### Information shown
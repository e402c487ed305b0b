use chrono::Utc;
use conselho_types::models::{Consultation, ConsultantStatus, ConsultationStatus};
use rusqlite::{Connection, OptionalExtension};
use rust_decimal::Decimal;
use tracing::info;
use uuid::Uuid;

use crate::Database;
use crate::models::{CONSULTATION_COLUMNS, cents, consultation_from_row, timestamp_text};
use crate::queries::query_consultant_profile;

#[derive(Debug, thiserror::Error)]
pub enum ConsultationError {
    #[error("consultation not found")]
    NotFound,

    #[error("not a participant of this consultation")]
    NotParticipant,

    #[error("consultation is not active")]
    NotActive,

    #[error("consultant not found")]
    ConsultantNotFound,

    #[error("consultant is not available")]
    ConsultantUnavailable,

    #[error("client already has an active consultation ({0})")]
    AlreadyActive(Uuid),

    #[error("consultation store failure: {0}")]
    Store(#[from] anyhow::Error),
}

impl From<rusqlite::Error> for ConsultationError {
    fn from(e: rusqlite::Error) -> Self {
        Self::Store(e.into())
    }
}

impl Database {
    /// Open a consultation between `client_id` and an online consultant,
    /// snapshotting the consultant's current rate. The consultant is marked
    /// busy until the consultation ends.
    pub fn start_consultation(
        &self,
        client_id: Uuid,
        consultant_id: Uuid,
    ) -> Result<Consultation, ConsultationError> {
        self.with_conn_mut(|conn| {
            let tx = conn.transaction_with_behavior(rusqlite::TransactionBehavior::Immediate)?;

            let profile = match query_consultant_profile(&tx, consultant_id)? {
                Some(profile) => profile,
                None => return Ok(Err(ConsultationError::ConsultantNotFound)),
            };
            if profile.status != ConsultantStatus::Online {
                return Ok(Err(ConsultationError::ConsultantUnavailable));
            }
            if let Some(existing) = query_active_for_client(&tx, client_id)? {
                return Ok(Err(ConsultationError::AlreadyActive(existing)));
            }

            let consultation = Consultation {
                id: Uuid::new_v4(),
                client_id,
                consultant_id,
                started_at: Utc::now(),
                ended_at: None,
                status: ConsultationStatus::Active,
                price_per_minute_snapshot: cents(profile.price_per_minute),
                total_charged: cents(Decimal::ZERO),
            };
            insert_consultation(&tx, &consultation)?;
            tx.execute(
                "UPDATE consultant_profiles SET status = 'busy' WHERE user_id = ?1",
                [consultant_id.to_string()],
            )?;
            tx.commit()?;

            info!(
                "Consultation {} started: client {} with consultant {} at {}/min",
                consultation.id, client_id, consultant_id, consultation.price_per_minute_snapshot
            );
            Ok(Ok(consultation))
        })?
    }

    pub fn get_consultation(&self, id: Uuid) -> anyhow::Result<Option<Consultation>> {
        self.with_conn(|conn| query_consultation(conn, id))
    }

    /// Load a consultation on behalf of `user_id`, who must take part in it.
    pub fn consultation_for_participant(
        &self,
        id: Uuid,
        user_id: Uuid,
    ) -> Result<Consultation, ConsultationError> {
        let consultation = self
            .get_consultation(id)?
            .ok_or(ConsultationError::NotFound)?;
        if consultation.role_of(user_id).is_none() {
            return Err(ConsultationError::NotParticipant);
        }
        Ok(consultation)
    }

    /// The active consultation `user_id` takes part in, on either side.
    pub fn active_consultation_for(&self, user_id: Uuid) -> anyhow::Result<Option<Consultation>> {
        self.with_conn(|conn| {
            let row = conn
                .query_row(
                    &format!(
                        "SELECT {} FROM consultations
                         WHERE (client_id = ?1 OR consultant_id = ?1) AND status = 'active'
                         ORDER BY started_at DESC
                         LIMIT 1",
                        CONSULTATION_COLUMNS
                    ),
                    [user_id.to_string()],
                    consultation_from_row,
                )
                .optional()?;
            Ok(row)
        })
    }

    /// Mark an active consultation ended and free the consultant. Returns the
    /// updated row, or `None` if it was not active (already ended, cancelled
    /// or unknown), so repeated calls are harmless.
    pub fn end_consultation(&self, id: Uuid) -> anyhow::Result<Option<Consultation>> {
        self.with_conn_mut(|conn| {
            let tx = conn.transaction()?;
            let changed = tx.execute(
                "UPDATE consultations SET status = 'ended', ended_at = ?1
                 WHERE id = ?2 AND status = 'active'",
                (timestamp_text(Utc::now()), id.to_string()),
            )?;
            if changed == 0 {
                return Ok(None);
            }
            let consultation = query_consultation(&tx, id)?;
            if let Some(c) = &consultation {
                tx.execute(
                    "UPDATE consultant_profiles SET status = 'online'
                     WHERE user_id = ?1 AND status = 'busy'",
                    [c.consultant_id.to_string()],
                )?;
            }
            tx.commit()?;
            Ok(consultation)
        })
    }
}

fn insert_consultation(conn: &Connection, c: &Consultation) -> anyhow::Result<()> {
    conn.execute(
        &format!(
            "INSERT INTO consultations ({}) VALUES (?1, ?2, ?3, ?4, ?5, ?6, ?7, ?8)",
            CONSULTATION_COLUMNS
        ),
        rusqlite::params![
            c.id.to_string(),
            c.client_id.to_string(),
            c.consultant_id.to_string(),
            timestamp_text(c.started_at),
            c.ended_at.map(timestamp_text),
            c.status.as_str(),
            cents(c.price_per_minute_snapshot).to_string(),
            cents(c.total_charged).to_string(),
        ],
    )?;
    Ok(())
}

fn query_consultation(conn: &Connection, id: Uuid) -> anyhow::Result<Option<Consultation>> {
    let row = conn
        .query_row(
            &format!("SELECT {} FROM consultations WHERE id = ?1", CONSULTATION_COLUMNS),
            [id.to_string()],
            consultation_from_row,
        )
        .optional()?;
    Ok(row)
}

fn query_active_for_client(conn: &Connection, client_id: Uuid) -> anyhow::Result<Option<Uuid>> {
    let id: Option<String> = conn
        .query_row(
            "SELECT id FROM consultations WHERE client_id = ?1 AND status = 'active'",
            [client_id.to_string()],
            |row| row.get(0),
        )
        .optional()?;
    Ok(id.and_then(|s| s.parse().ok()))
}
use axum::{
    Json,
    http::StatusCode,
    response::{IntoResponse, Response},
};
use conselho_db::consultations::ConsultationError;
use conselho_db::ledger::LedgerError;
use conselho_gateway::auth::AuthError;
use conselho_gateway::rooms::RoomError;
use conselho_types::api::ErrorResponse;
use tracing::error;

/// Every way an HTTP handler can fail, mapped to a status code and an
/// `ErrorResponse` body.
#[derive(Debug, thiserror::Error)]
pub enum ApiError {
    #[error(transparent)]
    Auth(#[from] AuthError),

    #[error(transparent)]
    Ledger(#[from] LedgerError),

    #[error(transparent)]
    Consultation(#[from] ConsultationError),

    #[error(transparent)]
    Room(#[from] RoomError),

    #[error("{0}")]
    BadRequest(String),

    #[error("{0}")]
    Forbidden(String),

    #[error("{0}")]
    Conflict(String),

    #[error("internal error")]
    Internal(#[from] anyhow::Error),
}

impl ApiError {
    fn parts(&self) -> (StatusCode, &'static str) {
        use StatusCode as S;
        match self {
            Self::Auth(AuthError::Issue(_)) => (S::INTERNAL_SERVER_ERROR, "internal_error"),
            Self::Auth(_) => (S::UNAUTHORIZED, "auth_error"),

            Self::Ledger(LedgerError::InvalidAmount) => (S::BAD_REQUEST, "invalid_amount"),
            Self::Ledger(LedgerError::Overflow) => (S::UNPROCESSABLE_ENTITY, "invalid_amount"),
            Self::Ledger(LedgerError::InsufficientFunds { .. }) => {
                (S::PAYMENT_REQUIRED, "insufficient_funds")
            }
            Self::Ledger(LedgerError::SelfTransfer) => (S::BAD_REQUEST, "self_transfer"),
            Self::Ledger(LedgerError::UnknownAccount(_)) => (S::NOT_FOUND, "unknown_account"),
            Self::Ledger(LedgerError::ConsultationNotActive(_)) => (S::CONFLICT, "room_error"),
            Self::Ledger(LedgerError::Transaction(_)) => {
                (S::INTERNAL_SERVER_ERROR, "transaction_error")
            }

            Self::Consultation(ConsultationError::NotFound)
            | Self::Consultation(ConsultationError::ConsultantNotFound) => {
                (S::NOT_FOUND, "room_error")
            }
            Self::Consultation(ConsultationError::NotParticipant) => (S::FORBIDDEN, "room_error"),
            Self::Consultation(ConsultationError::NotActive)
            | Self::Consultation(ConsultationError::ConsultantUnavailable)
            | Self::Consultation(ConsultationError::AlreadyActive(_)) => {
                (S::CONFLICT, "room_error")
            }
            Self::Consultation(ConsultationError::Store(_)) => {
                (S::INTERNAL_SERVER_ERROR, "transaction_error")
            }

            Self::Room(RoomError::NotFound) => (S::NOT_FOUND, "room_error"),
            Self::Room(RoomError::NotParticipant) => (S::FORBIDDEN, "room_error"),
            Self::Room(RoomError::NotActive) | Self::Room(RoomError::NotInRoom) => {
                (S::CONFLICT, "room_error")
            }
            Self::Room(RoomError::EmptyMessage) => (S::BAD_REQUEST, "room_error"),
            Self::Room(RoomError::Store(_)) => (S::INTERNAL_SERVER_ERROR, "transaction_error"),

            Self::BadRequest(_) => (S::BAD_REQUEST, "bad_request"),
            Self::Forbidden(_) => (S::FORBIDDEN, "forbidden"),
            Self::Conflict(_) => (S::CONFLICT, "conflict"),
            Self::Internal(_) => (S::INTERNAL_SERVER_ERROR, "internal_error"),
        }
    }
}

impl IntoResponse for ApiError {
    fn into_response(self) -> Response {
        let (status, code) = self.parts();

        // Server-side failures are logged in full and reported generically.
        let message = if status.is_server_error() {
            error!("Request failed: {:#}", self);
            "internal error".to_string()
        } else {
            self.to_string()
        };

        let (current_balance, required) = match &self {
            Self::Ledger(LedgerError::InsufficientFunds { balance, required }) => {
                (Some(*balance), Some(*required))
            }
            _ => (None, None),
        };

        let body = ErrorResponse {
            error: message,
            code: code.to_string(),
            current_balance,
            required,
        };
        (status, Json(body)).into_response()
    }
}

/// Flatten a `spawn_blocking` join failure into a 500.
pub(crate) fn join_error(e: tokio::task::JoinError) -> ApiError {
    error!("spawn_blocking join error: {}", e);
    ApiError::Internal(e.into())
}

#[cfg(test)]
mod tests {
    use super::*;
    use rust_decimal::Decimal;

    #[test]
    fn statuses_follow_error_taxonomy() {
        let cases: Vec<(ApiError, StatusCode)> = vec![
            (AuthError::Expired.into(), StatusCode::UNAUTHORIZED),
            (LedgerError::InvalidAmount.into(), StatusCode::BAD_REQUEST),
            (LedgerError::Overflow.into(), StatusCode::UNPROCESSABLE_ENTITY),
            (
                LedgerError::InsufficientFunds {
                    balance: Decimal::ONE,
                    required: Decimal::TWO,
                }
                .into(),
                StatusCode::PAYMENT_REQUIRED,
            ),
            (RoomError::NotFound.into(), StatusCode::NOT_FOUND),
            (RoomError::NotParticipant.into(), StatusCode::FORBIDDEN),
            (
                ConsultationError::ConsultantUnavailable.into(),
                StatusCode::CONFLICT,
            ),
            (
                LedgerError::Transaction(anyhow::anyhow!("disk on fire")).into(),
                StatusCode::INTERNAL_SERVER_ERROR,
            ),
        ];
        for (err, status) in cases {
            assert_eq!(err.into_response().status(), status);
        }
    }
}
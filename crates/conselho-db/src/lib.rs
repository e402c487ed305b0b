pub mod consultations;
pub mod ledger;
pub mod migrations;
pub mod models;
pub mod queries;

use anyhow::{Result, bail};
use rusqlite::Connection;
use std::path::Path;
use std::sync::{Mutex, PoisonError};
use std::sync::atomic::{AtomicUsize, Ordering};
use std::time::Duration;
use tracing::info;

const READER_POOL_SIZE: usize = 4;

/// How long a connection waits on another writer's lock before giving up.
/// Other processes (payment webhook, admin tools) share the same file.
const BUSY_TIMEOUT: Duration = Duration::from_secs(5);

/// SQLite database with a reader/writer split.
///
/// All writes go through the single writer connection; ledger writes
/// additionally take SQLite's database write lock with `BEGIN IMMEDIATE`, so
/// they serialize against writers in other processes as well.
pub struct Database {
    writer: Mutex<Connection>,
    readers: Vec<Mutex<Connection>>,
    reader_idx: AtomicUsize,
}

impl Database {
    /// Open an already-migrated database. Fails if the schema is behind;
    /// migrations are applied separately with [`migrate`].
    pub fn open(path: &Path) -> Result<Self> {
        let writer = Connection::open(path)?;
        writer.pragma_update(None, "journal_mode", "WAL")?;
        writer.pragma_update(None, "foreign_keys", "ON")?;
        writer.busy_timeout(BUSY_TIMEOUT)?;

        let version = migrations::current_version(&writer)?;
        if version != migrations::LATEST_VERSION {
            bail!(
                "database schema is at v{}, expected v{}; run conselho-migrate first",
                version,
                migrations::LATEST_VERSION
            );
        }

        let mut readers = Vec::with_capacity(READER_POOL_SIZE);
        for _ in 0..READER_POOL_SIZE {
            let conn = Connection::open_with_flags(
                path,
                rusqlite::OpenFlags::SQLITE_OPEN_READ_ONLY
                    | rusqlite::OpenFlags::SQLITE_OPEN_NO_MUTEX,
            )?;
            conn.busy_timeout(BUSY_TIMEOUT)?;
            readers.push(Mutex::new(conn));
        }

        info!(
            "Database opened at {} (1 writer + {} readers)",
            path.display(),
            READER_POOL_SIZE
        );
        Ok(Self {
            writer: Mutex::new(writer),
            readers,
            reader_idx: AtomicUsize::new(0),
        })
    }

    pub fn with_conn<F, T>(&self, f: F) -> Result<T>
    where
        F: FnOnce(&Connection) -> Result<T>,
    {
        let idx = self.reader_idx.fetch_add(1, Ordering::Relaxed) % self.readers.len();
        // A panic inside another closure leaves the connection usable; any
        // open transaction was rolled back when it unwound.
        let conn = self.readers[idx].lock().unwrap_or_else(PoisonError::into_inner);
        f(&conn)
    }

    pub fn with_conn_mut<F, T>(&self, f: F) -> Result<T>
    where
        F: FnOnce(&mut Connection) -> Result<T>,
    {
        let mut conn = self.writer.lock().unwrap_or_else(PoisonError::into_inner);
        f(&mut conn)
    }
}

/// Apply all pending schema migrations to the database at `path`.
/// Returns the resulting schema version.
pub fn migrate(path: &Path) -> Result<u32> {
    let mut conn = Connection::open(path)?;
    conn.pragma_update(None, "journal_mode", "WAL")?;
    conn.pragma_update(None, "foreign_keys", "ON")?;
    conn.busy_timeout(BUSY_TIMEOUT)?;
    migrations::run(&mut conn)
}
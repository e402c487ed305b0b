//! Row decoding helpers. SQLite stores ids, money and timestamps as TEXT; these
//! turn them back into typed values, reporting corrupt cells as conversion
//! errors instead of panicking.

use std::str::FromStr;

use chrono::{DateTime, Utc};
use conselho_types::models::{
    ChatMessage, Consultation, ConsultationStatus, LedgerTransaction, Role, TransactionKind,
};
use rusqlite::Row;
use rusqlite::types::Type;
use rust_decimal::Decimal;
use uuid::Uuid;

/// Auth row, including the password hash. Never leaves the server.
pub struct UserRow {
    pub id: Uuid,
    pub username: String,
    pub password: String,
    pub role: Role,
}

fn conversion_error(idx: usize, msg: String) -> rusqlite::Error {
    rusqlite::Error::FromSqlConversionFailure(idx, Type::Text, msg.into())
}

pub(crate) fn get_uuid(row: &Row, idx: usize) -> rusqlite::Result<Uuid> {
    let raw: String = row.get(idx)?;
    raw.parse()
        .map_err(|e| conversion_error(idx, format!("bad uuid '{}': {}", raw, e)))
}

pub(crate) fn get_decimal(row: &Row, idx: usize) -> rusqlite::Result<Decimal> {
    let raw: String = row.get(idx)?;
    Decimal::from_str(&raw)
        .map_err(|e| conversion_error(idx, format!("bad decimal '{}': {}", raw, e)))
}

pub(crate) fn get_time(row: &Row, idx: usize) -> rusqlite::Result<DateTime<Utc>> {
    let raw: String = row.get(idx)?;
    parse_timestamp(&raw).ok_or_else(|| conversion_error(idx, format!("bad timestamp '{}'", raw)))
}

pub(crate) fn get_opt_time(row: &Row, idx: usize) -> rusqlite::Result<Option<DateTime<Utc>>> {
    let raw: Option<String> = row.get(idx)?;
    match raw {
        None => Ok(None),
        Some(raw) => parse_timestamp(&raw)
            .map(Some)
            .ok_or_else(|| conversion_error(idx, format!("bad timestamp '{}'", raw))),
    }
}

fn get_enum<T>(row: &Row, idx: usize, parse: fn(&str) -> Option<T>) -> rusqlite::Result<T> {
    let raw: String = row.get(idx)?;
    parse(&raw).ok_or_else(|| conversion_error(idx, format!("unexpected value '{}'", raw)))
}

/// Accepts RFC 3339 and SQLite's own `datetime('now')` format, which has no
/// timezone and is UTC.
pub fn parse_timestamp(raw: &str) -> Option<DateTime<Utc>> {
    raw.parse::<DateTime<Utc>>()
        .ok()
        .or_else(|| {
            chrono::NaiveDateTime::parse_from_str(raw, "%Y-%m-%d %H:%M:%S")
                .ok()
                .map(|ndt| ndt.and_utc())
        })
}

/// Fixed-width UTC timestamps so TEXT ordering matches time ordering.
pub(crate) fn timestamp_text(at: DateTime<Utc>) -> String {
    at.to_rfc3339_opts(chrono::SecondsFormat::Micros, true)
}

pub(crate) fn now_text() -> String {
    timestamp_text(Utc::now())
}

/// Money is kept at two decimal places everywhere it is stored.
pub fn cents(mut value: Decimal) -> Decimal {
    value.rescale(2);
    value
}

pub(crate) const CONSULTATION_COLUMNS: &str = "id, client_id, consultant_id, started_at, ended_at, status, price_per_minute_snapshot, total_charged";

pub(crate) fn consultation_from_row(row: &Row) -> rusqlite::Result<Consultation> {
    Ok(Consultation {
        id: get_uuid(row, 0)?,
        client_id: get_uuid(row, 1)?,
        consultant_id: get_uuid(row, 2)?,
        started_at: get_time(row, 3)?,
        ended_at: get_opt_time(row, 4)?,
        status: get_enum(row, 5, ConsultationStatus::parse)?,
        price_per_minute_snapshot: get_decimal(row, 6)?,
        total_charged: get_decimal(row, 7)?,
    })
}

pub(crate) const TRANSACTION_COLUMNS: &str =
    "id, user_id, type, amount, balance_after, reference_id, created_at";

pub(crate) fn transaction_from_row(row: &Row) -> rusqlite::Result<LedgerTransaction> {
    Ok(LedgerTransaction {
        id: get_uuid(row, 0)?,
        user_id: get_uuid(row, 1)?,
        kind: get_enum(row, 2, TransactionKind::parse)?,
        amount: get_decimal(row, 3)?,
        balance_after: get_decimal(row, 4)?,
        reference_id: row.get(5)?,
        created_at: get_time(row, 6)?,
    })
}

pub(crate) fn message_from_row(row: &Row) -> rusqlite::Result<ChatMessage> {
    Ok(ChatMessage {
        id: get_uuid(row, 0)?,
        consultation_id: get_uuid(row, 1)?,
        sender_role: get_enum(row, 2, Role::parse)?,
        content: row.get(3)?,
        created_at: get_time(row, 4)?,
    })
}

pub(crate) fn user_from_row(row: &Row) -> rusqlite::Result<UserRow> {
    Ok(UserRow {
        id: get_uuid(row, 0)?,
        username: row.get(1)?,
        password: row.get(2)?,
        role: get_enum(row, 3, Role::parse)?,
    })
}

pub(crate) fn role_from_row(row: &Row, idx: usize) -> rusqlite::Result<Role> {
    get_enum(row, idx, Role::parse)
}

pub(crate) fn consultant_status_from_row(
    row: &Row,
    idx: usize,
) -> rusqlite::Result<conselho_types::models::ConsultantStatus> {
    get_enum(row, idx, conselho_types::models::ConsultantStatus::parse)
}
pub mod auth;
pub mod billing;
pub mod connection;
pub mod heartbeat;
pub mod notify;
pub mod registry;
pub mod rooms;

use std::sync::Arc;
use std::time::Duration;

use conselho_db::Database;
use conselho_types::events::SessionEndReason;
use conselho_types::models::Consultation;
use tokio::task::JoinHandle;
use uuid::Uuid;

use crate::auth::AuthGate;
use crate::heartbeat::HeartbeatMonitor;
use crate::notify::NotificationBridge;
use crate::registry::ConnectionRegistry;
use crate::rooms::{RoomError, RoomManager};

#[derive(Debug, Clone, Copy)]
pub struct GatewayConfig {
    pub heartbeat_interval: Duration,
    /// One billable minute.
    pub billing_period: Duration,
}

impl Default for GatewayConfig {
    fn default() -> Self {
        Self {
            heartbeat_interval: Duration::from_secs(30),
            billing_period: Duration::from_secs(60),
        }
    }
}

struct GatewayInner {
    db: Arc<Database>,
    auth: AuthGate,
    registry: ConnectionRegistry,
    heartbeat: HeartbeatMonitor,
    notifications: NotificationBridge,
    rooms: RoomManager,
}

/// Everything a socket handler needs, shared across connections.
#[derive(Clone)]
pub struct Gateway {
    inner: Arc<GatewayInner>,
}

impl Gateway {
    pub fn new(db: Arc<Database>, auth: AuthGate, config: GatewayConfig) -> Self {
        let registry = ConnectionRegistry::new();
        let notifications = NotificationBridge::new(registry.clone());
        let rooms = RoomManager::new(db.clone(), notifications.clone(), config.billing_period);
        Self {
            inner: Arc::new(GatewayInner {
                db,
                auth,
                registry,
                heartbeat: HeartbeatMonitor::new(config.heartbeat_interval),
                notifications,
                rooms,
            }),
        }
    }

    pub fn db(&self) -> Arc<Database> {
        self.inner.db.clone()
    }

    pub fn auth(&self) -> &AuthGate {
        &self.inner.auth
    }

    pub fn registry(&self) -> &ConnectionRegistry {
        &self.inner.registry
    }

    pub fn heartbeat(&self) -> &HeartbeatMonitor {
        &self.inner.heartbeat
    }

    pub fn notifications(&self) -> &NotificationBridge {
        &self.inner.notifications
    }

    pub fn rooms(&self) -> &RoomManager {
        &self.inner.rooms
    }

    pub fn spawn_heartbeat(&self) -> JoinHandle<()> {
        tokio::spawn(self.inner.heartbeat.clone().run())
    }

    /// End a consultation whether or not anyone is in its room.
    pub async fn end_consultation(
        &self,
        consultation_id: Uuid,
        reason: SessionEndReason,
    ) -> Result<Consultation, RoomError> {
        self.inner.rooms.end(consultation_id, reason).await
    }
}
pub mod auth;
pub mod consultations;
pub mod credits;
pub mod error;
pub mod middleware;

use std::sync::Arc;

use axum::{
    Json, Router,
    extract::State,
    middleware::from_fn_with_state,
    routing::{get, post},
};
use conselho_db::Database;
use conselho_gateway::Gateway;
use serde_json::{Value, json};

pub type AppState = Arc<AppStateInner>;

pub struct AppStateInner {
    pub db: Arc<Database>,
    pub gateway: Gateway,
}

impl AppStateInner {
    pub fn new(gateway: Gateway) -> AppState {
        Arc::new(Self {
            db: gateway.db(),
            gateway,
        })
    }
}

/// The HTTP surface: public auth and health routes, everything else behind
/// `require_auth`.
pub fn routes(state: AppState) -> Router {
    let public_routes = Router::new()
        .route("/health", get(health))
        .route("/auth/register", post(auth::register))
        .route("/auth/login", post(auth::login));

    let protected_routes = Router::new()
        .route("/credits/balance", get(credits::balance))
        .route("/credits/transactions", get(credits::transactions))
        .route("/credits/add", post(credits::add))
        .route("/credits/debit", post(credits::debit))
        .route("/credits/transfer", post(credits::transfer))
        .route("/consultations/start", post(consultations::start))
        .route("/consultations/active", get(consultations::active))
        .route("/consultations/{consultation_id}", get(consultations::get_consultation))
        .route("/consultations/{consultation_id}/end", post(consultations::end))
        .route(
            "/consultations/{consultation_id}/messages",
            get(consultations::messages),
        )
        .layer(from_fn_with_state(state.clone(), middleware::require_auth));

    Router::new()
        .merge(public_routes)
        .merge(protected_routes)
        .with_state(state)
}

async fn health(State(state): State<AppState>) -> Json<Value> {
    Json(json!({
        "status": "ok",
        "rooms": state.gateway.rooms().active_rooms().await,
        "connections": state.gateway.registry().len().await,
    }))
}
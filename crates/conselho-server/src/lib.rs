pub mod config;

use axum::{
    Router,
    extract::{State, WebSocketUpgrade},
    response::IntoResponse,
    routing::get,
};
use tower_http::cors::CorsLayer;
use tower_http::trace::TraceLayer;

use conselho_api::AppState;
use conselho_gateway::{Gateway, connection};

/// The full application: HTTP routes plus the `/ws` consultation socket.
pub fn build_router(state: AppState) -> Router {
    let ws_route = Router::new()
        .route("/ws", get(ws_upgrade))
        .with_state(state.gateway.clone());

    Router::new()
        .merge(conselho_api::routes(state))
        .merge(ws_route)
        .layer(CorsLayer::permissive())
        .layer(TraceLayer::new_for_http())
}

async fn ws_upgrade(State(gateway): State<Gateway>, ws: WebSocketUpgrade) -> impl IntoResponse {
    ws.on_upgrade(move |socket| connection::handle_connection(socket, gateway))
}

### Exercise goal
The answer consists of the lines above that include the word "execute", each copied exactly.

### Response to the task
            tx.execute(
            let changed = tx.execute(
                tx.execute(
    conn.execute(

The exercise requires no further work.